Sisca ingat betul kejadian saat dia keringat dingin mencari cara agar seserahan kain batik yang dibentuk menyerupai burung merak bisa berdiri kokoh. Lipatan demi lipatan dia coba semuanya secara otodidak. Hanya insting dan semangat.
Jarum jam sudah diangka 10 malam ketika seserahan berbentuk burung merak akhirnya berwujud. Kini timbul lagi masalah bagaimana membuat plastik pembungkusnya juga bisa berdiri.

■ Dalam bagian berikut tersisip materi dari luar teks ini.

use clap::Parser;
use config::{Config, Environment, File};
use serde::Deserialize;
use std::path::Path;
use std::time::Duration;

use crate::connection::ReplyMode;
use crate::error::{ClientError, Result};
use crate::session::SessionOptions;
use crate::transfer::FsStore;

/// Config file looked up in the working directory when `-c` is not given
const DEFAULT_CONFIG_FILE: &str = "minftp";
const ENV_PREFIX: &str = "MINFTP";

/// Command line arguments
#[derive(Debug, Clone, Default, Parser)]
#[command(name = "minftp", about = "Minimal interactive FTP client")]
pub struct CliArgs {
    /// FTP server address
    #[arg(short = 'i', long = "ip", value_name = "IP_ADDRESS")]
    pub host: Option<String>,

    /// FTP server control port
    #[arg(short, long)]
    pub port: Option<u16>,

    /// Configuration file (TOML)
    #[arg(short, long, value_name = "FILE")]
    pub config: Option<String>,

    /// Local directory used for downloads and uploads
    #[arg(short = 'd', long, value_name = "DIR")]
    pub local_dir: Option<String>,

    /// How control channel replies are read: "single" or "complete"
    #[arg(long, value_name = "MODE")]
    pub reply_mode: Option<String>,
}

/// Configuration for the minftp client
#[derive(Debug, Clone, Deserialize)]
pub struct ClientConfig {
    /// FTP server hostname or IP address
    pub host: String,

    /// FTP server control port
    pub port: u16,

    /// Local directory for file operations
    pub local_directory: String,

    /// Socket timeout in seconds, 0 blocks forever
    pub timeout_secs: u64,

    /// Control channel reply framing
    pub reply_mode: ReplyMode,

    /// Longest user name or password accepted at the login prompt
    pub max_credential_length: usize,

    /// Longest command line accepted at the `ftp>` prompt
    pub max_command_length: usize,
}

impl ClientConfig {
    /// Build the configuration from defaults, the config file, `MINFTP_*`
    /// environment variables and finally the command line.
    pub fn load(args: &CliArgs) -> Result<Self> {
        let file = match &args.config {
            Some(path) => File::with_name(path).required(true),
            None => File::with_name(DEFAULT_CONFIG_FILE).required(false),
        };

        let settings = Config::builder()
            .set_default("port", 21)?
            .set_default("local_directory", ".")?
            .set_default("timeout_secs", 0)?
            .set_default("reply_mode", "complete")?
            .set_default("max_credential_length", 128)?
            .set_default("max_command_length", 256)?
            .add_source(file)
            .add_source(Environment::with_prefix(ENV_PREFIX).try_parsing(true))
            .set_override_option("host", args.host.clone())?
            .set_override_option("port", args.port.map(i64::from))?
            .set_override_option("local_directory", args.local_dir.clone())?
            .set_override_option("reply_mode", args.reply_mode.clone())?
            .build()?;

        let host_missing = match settings.get_string("host") {
            Ok(host) => host.trim().is_empty(),
            Err(_) => true,
        };
        if host_missing {
            return Err(ClientError::Config("no IP address supplied".to_string()));
        }

        let config: ClientConfig = settings.try_deserialize()?;
        config.validate()?;
        Ok(config)
    }

    /// Validate the basic configuration
    pub fn validate(&self) -> Result<()> {
        if self.host.trim().is_empty() {
            return Err(ClientError::Config("Host cannot be empty".to_string()));
        }

        if self.port == 0 {
            return Err(ClientError::Config("Port cannot be 0".to_string()));
        }

        if !Path::new(&self.local_directory).is_dir() {
            return Err(ClientError::Config(format!(
                "Local directory '{}' does not exist",
                self.local_directory
            )));
        }

        Ok(())
    }

    pub fn timeout(&self) -> Option<Duration> {
        match self.timeout_secs {
            0 => None,
            secs => Some(Duration::from_secs(secs)),
        }
    }

    pub fn session_options(&self) -> SessionOptions {
        SessionOptions {
            timeout: self.timeout(),
            reply_mode: self.reply_mode,
        }
    }

    pub fn local_store(&self) -> FsStore {
        FsStore::new(&self.local_directory)
    }

    /// Server address as shown to the operator
    pub fn display_name(&self) -> String {
        format!("{}:{}", self.host, self.port)
    }
}

impl std::fmt::Display for ClientConfig {
    fn fmt(&self, f: &mut std::fmt::Formatter<'_>) -> std::fmt::Result {
        write!(
            f,
            "minftp config - Server: {}, Timeout: {}s, Reply mode: {}, Local Dir: {}",
            self.display_name(),
            self.timeout_secs,
            self.reply_mode,
            self.local_directory
        )
    }
}
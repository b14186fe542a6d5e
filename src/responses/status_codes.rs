//! FTP status code definitions

// Preliminary codes (1xx)
pub const OPENING_DATA_CONNECTION: u16 = 150;

// Success codes (2xx)
pub const COMMAND_OK: u16 = 200;
pub const SERVICE_READY: u16 = 220;
pub const GOODBYE: u16 = 221;
pub const TRANSFER_COMPLETE: u16 = 226;
pub const PASSIVE_MODE: u16 = 227;
pub const USER_LOGGED_IN: u16 = 230;
pub const DIRECTORY_CHANGED: u16 = 250;
pub const CURRENT_DIRECTORY: u16 = 257;

// Intermediate codes (3xx)
pub const USER_NAME_OKAY_NEED_PASSWORD: u16 = 331;

// Error codes (4xx, 5xx)
pub const DATA_CONNECTION_FAILED: u16 = 425;
pub const NOT_LOGGED_IN: u16 = 530;
pub const FILE_UNAVAILABLE: u16 = 550;

/// Check if status code indicates success
pub fn is_success(code: u16) -> bool {
    (200..300).contains(&code)
}

/// Check if status code indicates error
pub fn is_error(code: u16) -> bool {
    (400..600).contains(&code)
}

/// Check if status code indicates authentication success
pub fn is_authentication_success(code: u16) -> bool {
    code == USER_LOGGED_IN
}
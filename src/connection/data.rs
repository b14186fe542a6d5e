//! Passive data connections for FTP transfers

use log::{debug, error, info};
use std::io::{self, Read, Write};
use std::net::{Shutdown, TcpStream};
use std::time::Duration;

use super::control::{ControlChannel, connect_stream};
use crate::error::{ClientError, Result};
use crate::responses::{DataEndpoint, Reply, parse_pasv_reply};

/// A single-use data connection.
///
/// The only way to get one is [`DataConnection::negotiate`], so every data
/// connection is preceded by a PASV exchange on the control channel.
pub struct DataConnection {
    stream: TcpStream,
    endpoint: DataEndpoint,
}

impl DataConnection {
    /// Send `PASV`, parse the announced endpoint and connect to it.
    ///
    /// Returns the PASV reply alongside the connection so it can be shown to
    /// the operator.
    pub fn negotiate(control: &mut ControlChannel, timeout: Option<Duration>) -> Result<(Reply, Self)> {
        control.send_command("PASV")?;
        let reply = control
            .read_response()?
            .ok_or_else(|| ClientError::NoReply("PASV".to_string()))?;

        let endpoint = parse_pasv_reply(reply.text())
            .ok_or_else(|| ClientError::PasvParse(reply.to_string()))?;
        debug!("Server announced data endpoint {endpoint}");

        let connection = Self::connect(endpoint, timeout)?;
        Ok((reply, connection))
    }

    fn connect(endpoint: DataEndpoint, timeout: Option<Duration>) -> Result<Self> {
        let ip = endpoint.ip.to_string();
        let stream = connect_stream(&ip, endpoint.port, timeout).map_err(|e| {
            error!("Failed to open data connection to {endpoint}: {e}");
            ClientError::DataConnectionFailed(format!("{endpoint}: {e}"))
        })?;
        info!("Data connection opened to {endpoint}");

        Ok(Self { stream, endpoint })
    }

    pub fn endpoint(&self) -> DataEndpoint {
        self.endpoint
    }

    /// Receive up to `buffer.len()` bytes; 0 means the server closed the stream
    pub fn receive(&mut self, buffer: &mut [u8]) -> Result<usize> {
        self.stream
            .read(buffer)
            .map_err(|e| ClientError::DataConnectionFailed(format!("Failed to receive data: {e}")))
    }

    pub fn send_all(&mut self, data: &[u8]) -> Result<()> {
        self.stream
            .write_all(data)
            .map_err(|e| ClientError::DataConnectionFailed(format!("Failed to send data: {e}")))
    }

    /// Close both directions. The server takes this as end of upload.
    pub fn close(self) -> Result<()> {
        match self.stream.shutdown(Shutdown::Both) {
            Err(e) if e.kind() != io::ErrorKind::NotConnected => Err(ClientError::Io(e)),
            _ => {
                debug!("Data connection to {} closed", self.endpoint);
                Ok(())
            }
        }
    }
}
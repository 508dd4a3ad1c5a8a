//! Directive grammar for embedded-content references.
//!
//! A directive is a single comment-style token `<!-- kind:id -->` occurring
//! anywhere in lesson markdown, on its own line or inline. The kind set is
//! closed; a token with an unknown kind is not a directive and stays prose.

use std::sync::LazyLock;

use regex::Regex;
use serde::{Deserialize, Serialize};

/// Kinds of embedded content a directive can point to.
#[derive(Debug, Clone, Copy, PartialEq, Eq, Hash, Serialize, Deserialize)]
#[serde(rename_all = "lowercase")]
pub enum EmbedKind {
    /// A practice exercise, resolvable through the content repository.
    Exercise,
    /// A shared dataset, fetched by the rendering layer on demand.
    Dataset,
    /// An external Colab notebook.
    Colab,
}

impl EmbedKind {
    /// The kind token as written in a directive.
    pub fn as_str(&self) -> &'static str {
        match self {
            Self::Exercise => "exercise",
            Self::Dataset => "dataset",
            Self::Colab => "colab",
        }
    }

    fn from_token(token: &str) -> Option<Self> {
        match token {
            "exercise" => Some(Self::Exercise),
            "dataset" => Some(Self::Dataset),
            "colab" => Some(Self::Colab),
            _ => None,
        }
    }
}

impl std::fmt::Display for EmbedKind {
    fn fmt(&self, f: &mut std::fmt::Formatter<'_>) -> std::fmt::Result {
        f.write_str(self.as_str())
    }
}

/// A parsed reference to external content, extracted from a directive.
#[derive(Debug, Clone, PartialEq, Eq, Serialize, Deserialize)]
pub struct EmbedReference {
    /// What the directive points at.
    pub kind: EmbedKind,
    /// Opaque identifier, `[A-Za-z0-9_-]+`.
    pub id: String,
    /// The exact matched directive text, kept for diagnostics and
    /// round-trip reconstruction.
    pub raw: String,
}

/// Matches `<!-- kind:id -->` with the closed kind set.
///
/// `Regex` carries no cursor between calls, so matching is stateless
/// per invocation.
static DIRECTIVE_RE: LazyLock<Regex> = LazyLock::new(|| {
    Regex::new(r"<!--\s*(exercise|dataset|colab):([A-Za-z0-9_-]+)\s*-->").expect("valid regex")
});

/// A directive match with its byte span in the source.
pub(crate) struct DirectiveMatch {
    pub reference: EmbedReference,
    pub start: usize,
    pub end: usize,
}

/// Iterate all well-formed directives in source order, non-overlapping.
pub(crate) fn find_directives(markdown: &str) -> impl Iterator<Item = DirectiveMatch> + '_ {
    DIRECTIVE_RE.captures_iter(markdown).filter_map(|caps| {
        let matched = caps.get(0)?;
        let kind = EmbedKind::from_token(caps.get(1)?.as_str())?;
        Some(DirectiveMatch {
            reference: EmbedReference {
                kind,
                id: caps[2].to_string(),
                raw: matched.as_str().to_string(),
            },
            start: matched.start(),
            end: matched.end(),
        })
    })
}

/// True when the text contains at least one well-formed directive.
pub(crate) fn has_directive(markdown: &str) -> bool {
    DIRECTIVE_RE.is_match(markdown)
}

#[cfg(test)]
mod tests {
    use super::*;

    fn single(markdown: &str) -> EmbedReference {
        let mut matches: Vec<_> = find_directives(markdown).collect();
        assert_eq!(matches.len(), 1, "expected exactly one directive");
        matches.remove(0).reference
    }

    #[test]
    fn matches_all_kinds() {
        assert_eq!(single("<!-- exercise:ex-01 -->").kind, EmbedKind::Exercise);
        assert_eq!(single("<!-- dataset:ds_1 -->").kind, EmbedKind::Dataset);
        assert_eq!(single("<!-- colab:nb42 -->").kind, EmbedKind::Colab);
    }

    #[test]
    fn id_allows_word_chars_and_hyphen() {
        let reference = single("<!-- exercise:Ex_01-b -->");
        assert_eq!(reference.id, "Ex_01-b");
    }

    #[test]
    fn unknown_kind_does_not_match() {
        assert!(find_directives("<!-- essay:ex-01 -->").next().is_none());
        assert!(!has_directive("<!-- excercise:ex-01 -->"));
    }

    #[test]
    fn whitespace_around_token_is_optional() {
        assert_eq!(single("<!--exercise:ex-01-->").id, "ex-01");
        assert_eq!(single("<!--   exercise:ex-01   -->").id, "ex-01");
    }

    #[test]
    fn raw_is_exact_matched_text() {
        let reference = single("before <!--  exercise:ex-01 --> after");
        assert_eq!(reference.raw, "<!--  exercise:ex-01 -->");
    }

    #[test]
    fn id_with_illegal_chars_does_not_match() {
        assert!(find_directives("<!-- exercise:ex 01 -->").next().is_none());
        assert!(find_directives("<!-- exercise: -->").next().is_none());
    }

    #[test]
    fn spans_cover_the_match() {
        let markdown = "ab <!-- dataset:d1 --> cd";
        let m = find_directives(markdown).next().expect("one match");
        assert_eq!(&markdown[m.start..m.end], m.reference.raw);
    }
}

Bongkar pasang pun ia lalui hingga terlintas dipikirannya untuk membuat kawat….

“Hahahaha…kalau saya mengingat itu, saya bisa tertawa sendiri,” kata Sisca, yang bernama lengkap Fransisca Ernawaty ini.

Tapi itu dulu…12 tahun yang lalu saat ibu dari tiga anak ini memutuskan untuk memulai usaha kecil: Menghias seserahan dan menjual souvenir pernikahan -- Bella Souvenir. Bella diambil dari nama anak sulung Sisca.

Dengan bermodalkan sebuah etalase kecil, Sisca menyulap teras rumahnya menjadi tempat usaha. Ala kadarnya. Tidak ada kursi atau meja. Hanya satu etalase berisi beberapa lusin contoh souvenir pernikahan. 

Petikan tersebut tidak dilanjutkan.